Leiter Produktmanagement und Produktentwicklung bei U.I. Lapp
Interview mit Guido Ege
Auf der diesjährigen Hannover Messe haben Sie erstmalig in einem eigenen Ausstellungsbereich das sog. Future Lab präsentiert.
Guido Ege: Ein klares Ja. Da die Produkte immer komplexer werden und sich zu Lösungen entwickeln, haben wir uns zum Ziel gesetzt, innerhalb des Innovationsprozesses schon wesentlich früher mit potenziellen Kunden in Kontakt zu treten, als dies zuvor der Fall war. Wir präsentieren dazu Prototypen, die funktionsfähig sind, wozu es aber noch kein fertiges Produkt gibt. Ich würde es vergleichen mit einem Konzeptfahrzeug auf der IAA, das auch nie in der ausgestellten Form in den Verkauf gehen wird. Aber Sie können vielleicht zukünftig Komponenten daraus in Serie sehen, deren Akzeptanz auf der Messe beim Publikum getestet wird. Basierend auf dieser Rückmeldung können wir dann im Nachgang Adaptierungen an den Prototypen vornehmen. Das Feedback in Hannover war jedenfalls überwältigend. Zudem haben wir das Future Lab ein Stück weit dazu benutzt, um unsere Innovationsaktivitäten nach außen darzustellen.
Ist bereits eine Auswertung erfolgt, welche Themen besonders gut beim Publikum ankamen?
Ege: Das Thema Predictive Maintenance hat einen sehr großen Zuspruch erfahren. Die Themen intelligente Kabeltrommel, Single Pair Ethernet und Gleichstrom/Wechselstrom haben sich hinsichtlich der Resonanz in etwa die Waage gehalten, da es dort ja eher um Nischenanwendungen geht. Wenn wir beispielsweise über Single Pair Ethernet reden, ist diese Technologie bereits vorhanden, aber die Sensorik muss noch entsprechend angepasst werden. Das Protokoll ist da, die Leitung ist da, das Steckgesicht ist mittlerweile verabschiedet, aber die Komponenten müssen jetzt nach und nach entwickelt werden. Auf diesem Gebiet wird im nächsten Jahr sicherlich viel passieren.
Wenn wir das Beispiel Single Pair Ethernet einmal aufgreifen, so haben sich ja in diesem Frühjahr zumindest zwei Allianzen namhafter Anbieter gegründet. Ist Lapp bei diesem Thema völlig eigenständig unterwegs?
Ege: Absolut richtig. Wir haben ja beide Disziplinen mit Etherline bei den Leitungen und Epic bei den Steckern im Haus. Die Leitungen haben wir bereits vorgestellt, und der Steckverbinder wird in Kürze folgen. Lapp kann hier also eine Gesamtlösung aus einer Hand anbieten, deren Komponenten aufeinander abgestimmt sind.

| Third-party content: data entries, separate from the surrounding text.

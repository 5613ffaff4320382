//! Map search links.

use percent_encoding::{AsciiSet, NON_ALPHANUMERIC, utf8_percent_encode};

/// Everything except ASCII alphanumerics and `_ . - ~ /` is escaped.
const QUERY_ESCAPE: &AsciiSet = &NON_ALPHANUMERIC
    .remove(b'_')
    .remove(b'.')
    .remove(b'-')
    .remove(b'~')
    .remove(b'/');

/// Builds a search link for `address`, with `state` appended after a
/// comma when present.
#[must_use]
pub fn maps_search_url(base_url: &str, address: &str, state: Option<&str>) -> String {
    let query = match state {
        Some(state) if !state.is_empty() => format!("{address}, {state}"),
        _ => address.to_string(),
    };
    format!("{base_url}{}", utf8_percent_encode(&query, QUERY_ESCAPE))
}
#![cfg_attr(feature = "fail-on-warnings", deny(warnings))]
#![warn(clippy::all, clippy::pedantic, clippy::nursery, clippy::cargo)]
#![allow(clippy::multiple_crate_versions, clippy::cargo_common_metadata)]

//! API request and response types for the address standardization server,
//! plus the server's environment-driven configuration.

use std::path::PathBuf;

use serde::{Deserialize, Serialize};

/// Default request body limit (16 MiB).
pub const DEFAULT_MAX_UPLOAD_BYTES: usize = 16 * 1024 * 1024;

/// Health check response.
#[derive(Debug, Clone, Serialize, Deserialize)]
#[serde(rename_all = "camelCase")]
pub struct ApiHealth {
    /// Whether the server is healthy.
    pub healthy: bool,
    /// Server version.
    pub version: String,
}

/// Response for a successful upload.
#[derive(Debug, Clone, Serialize, Deserialize)]
#[serde(rename_all = "camelCase")]
pub struct ApiUploadResponse {
    /// Always `true`; failures are reported as `{"error": ...}`.
    pub success: bool,
    /// CSV copy, for `GET /api/download/{filename}`.
    pub csv_filename: String,
    /// Xlsx copy with standardized rows filled green.
    pub xlsx_filename: String,
    /// Rows in the uploaded table.
    pub rows: usize,
    /// Rows that were standardized.
    pub updated_rows: usize,
}

/// Server settings read from the environment.
#[derive(Debug, Clone, PartialEq, Eq)]
pub struct ServerConfig {
    /// `BIND_ADDR`, default `127.0.0.1`.
    pub bind_addr: String,
    /// `PORT`, default `8080`.
    pub port: u16,
    /// `UPLOAD_DIR`, default the OS temp directory.
    pub upload_dir: PathBuf,
    /// `MAX_UPLOAD_BYTES`, default [`DEFAULT_MAX_UPLOAD_BYTES`]. Applies to
    /// the uploaded file's contents.
    pub max_upload_bytes: usize,
    /// `MAPS_BASE_URL`, if set.
    pub maps_base_url: Option<String>,
}

impl Default for ServerConfig {
    fn default() -> Self {
        Self::from_lookup(|_| None)
    }
}

impl ServerConfig {
    /// Reads settings from process environment variables.
    #[must_use]
    pub fn from_env() -> Self {
        Self::from_lookup(|key| std::env::var(key).ok())
    }

    /// Reads settings through `lookup`. Unparseable numbers fall back to
    /// their defaults.
    #[must_use]
    pub fn from_lookup(lookup: impl Fn(&str) -> Option<String>) -> Self {
        Self {
            bind_addr: lookup("BIND_ADDR").unwrap_or_else(|| "127.0.0.1".to_string()),
            port: lookup("PORT")
                .and_then(|p| p.parse().ok())
                .unwrap_or(8080),
            upload_dir: lookup("UPLOAD_DIR").map_or_else(std::env::temp_dir, PathBuf::from),
            max_upload_bytes: lookup("MAX_UPLOAD_BYTES")
                .and_then(|v| v.parse().ok())
                .unwrap_or(DEFAULT_MAX_UPLOAD_BYTES),
            maps_base_url: lookup("MAPS_BASE_URL").filter(|v| !v.is_empty()),
        }
    }
}

#[cfg(test)]
mod tests {
    use super::*;

    #[test]
    fn defaults_without_environment() {
        let config = ServerConfig::default();
        assert_eq!(config.bind_addr, "127.0.0.1");
        assert_eq!(config.port, 8080);
        assert_eq!(config.upload_dir, std::env::temp_dir());
        assert_eq!(config.max_upload_bytes, DEFAULT_MAX_UPLOAD_BYTES);
        assert_eq!(config.maps_base_url, None);
    }

    #[test]
    fn reads_overrides() {
        let config = ServerConfig::from_lookup(|key| match key {
            "PORT" => Some("9000".to_string()),
            "UPLOAD_DIR" => Some("/srv/uploads".to_string()),
            "MAX_UPLOAD_BYTES" => Some("1024".to_string()),
            "MAPS_BASE_URL" => Some("https://maps.example/?q=".to_string()),
            _ => None,
        });
        assert_eq!(config.port, 9000);
        assert_eq!(config.upload_dir, PathBuf::from("/srv/uploads"));
        assert_eq!(config.max_upload_bytes, 1024);
        assert_eq!(
            config.maps_base_url.as_deref(),
            Some("https://maps.example/?q=")
        );
    }

    #[test]
    fn bad_numbers_fall_back() {
        let config = ServerConfig::from_lookup(|key| (key == "PORT").then(|| "http".to_string()));
        assert_eq!(config.port, 8080);
    }

    #[test]
    fn upload_response_is_camel_case() {
        let json = serde_json::to_value(ApiUploadResponse {
            success: true,
            csv_filename: "updated_a_1.csv".to_string(),
            xlsx_filename: "updated_a_1.xlsx".to_string(),
            rows: 3,
            updated_rows: 2,
        })
        .unwrap();
        assert_eq!(json["csvFilename"], "updated_a_1.csv");
        assert_eq!(json["xlsxFilename"], "updated_a_1.xlsx");
        assert_eq!(json["updatedRows"], 2);
    }
}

Wie schätzen Sie den zeitlichen Horizont ein, in dem Single Pair Ethernet zur Anwendung kommen wird?
Ege: Ich denke in einem, maximal zwei Jahren sind die Produkte so weit ausgereift, dass sie verkaufsfähig sind. Der Markt dafür muss sich allerdings erst noch entwickeln. Gegenwärtig ist die Nachfrage doch noch recht überschaubar.
Zum Thema Predictive Maintenance, sprich die vorausschauende Wartung von Leitungen und Energieketten: Hier existieren ja bereits am Markt etablierte Produkte. Was unterscheidet Ihre Lösung von diesen?
Ege: Wir haben uns zunächst einmal auf die Fahnen geschrieben, unter den Schlagworten wie Digitalisierung oder Industrie 4.0 auch ein Produkt in diesem Bereich zu platzieren. Was liegt da näher, als dies mit den Datenleitungen zu tun, die die Basis für jede Predictive Maintenance sind? Jeder Sensor, der im Feld installiert ist und Daten erzeugt, muss diese an eine SPS oder eine andere übergeordnete Instanz liefern, und dazu sind Datenleitungen notwendig. Wenn diese ausfielen, wäre das gesamte Predictive-Maintenance-Konzept hinfällig. Hier war unser Anspruch, eine Leitung dahingehend zu ertüchtigen, dass wir die Lebensdauer und Ausfallwahrscheinlichkeit vorhersagen können. Dieses wollten wir bewerkstelligen, ohne zusätzliche Adern, so genannte Opferadern, einzubringen, da diese vom Anwender zusätzlich angeschlossen werden müssen, was wir vermeiden wollten. Dies haben wir mithilfe entsprechender Elektronik und Software bewerkstelligt. Zum gegenwärtigen Zeitpunkt sind wir mit Pilotkunden in Gesprächen, um unseren Prototypen in vorhandene Lösung in Anwendungen zu implementieren. Hier wird es sicherlich auch nicht die eine Lösung geben, sondern diese wird immer kundenspezifisch auf den jeweiligen Anwendungsfall abgestimmt sein.
Wird es also auch bei Lapp skalierbare Lösungen für die Predictive Maintenance geben?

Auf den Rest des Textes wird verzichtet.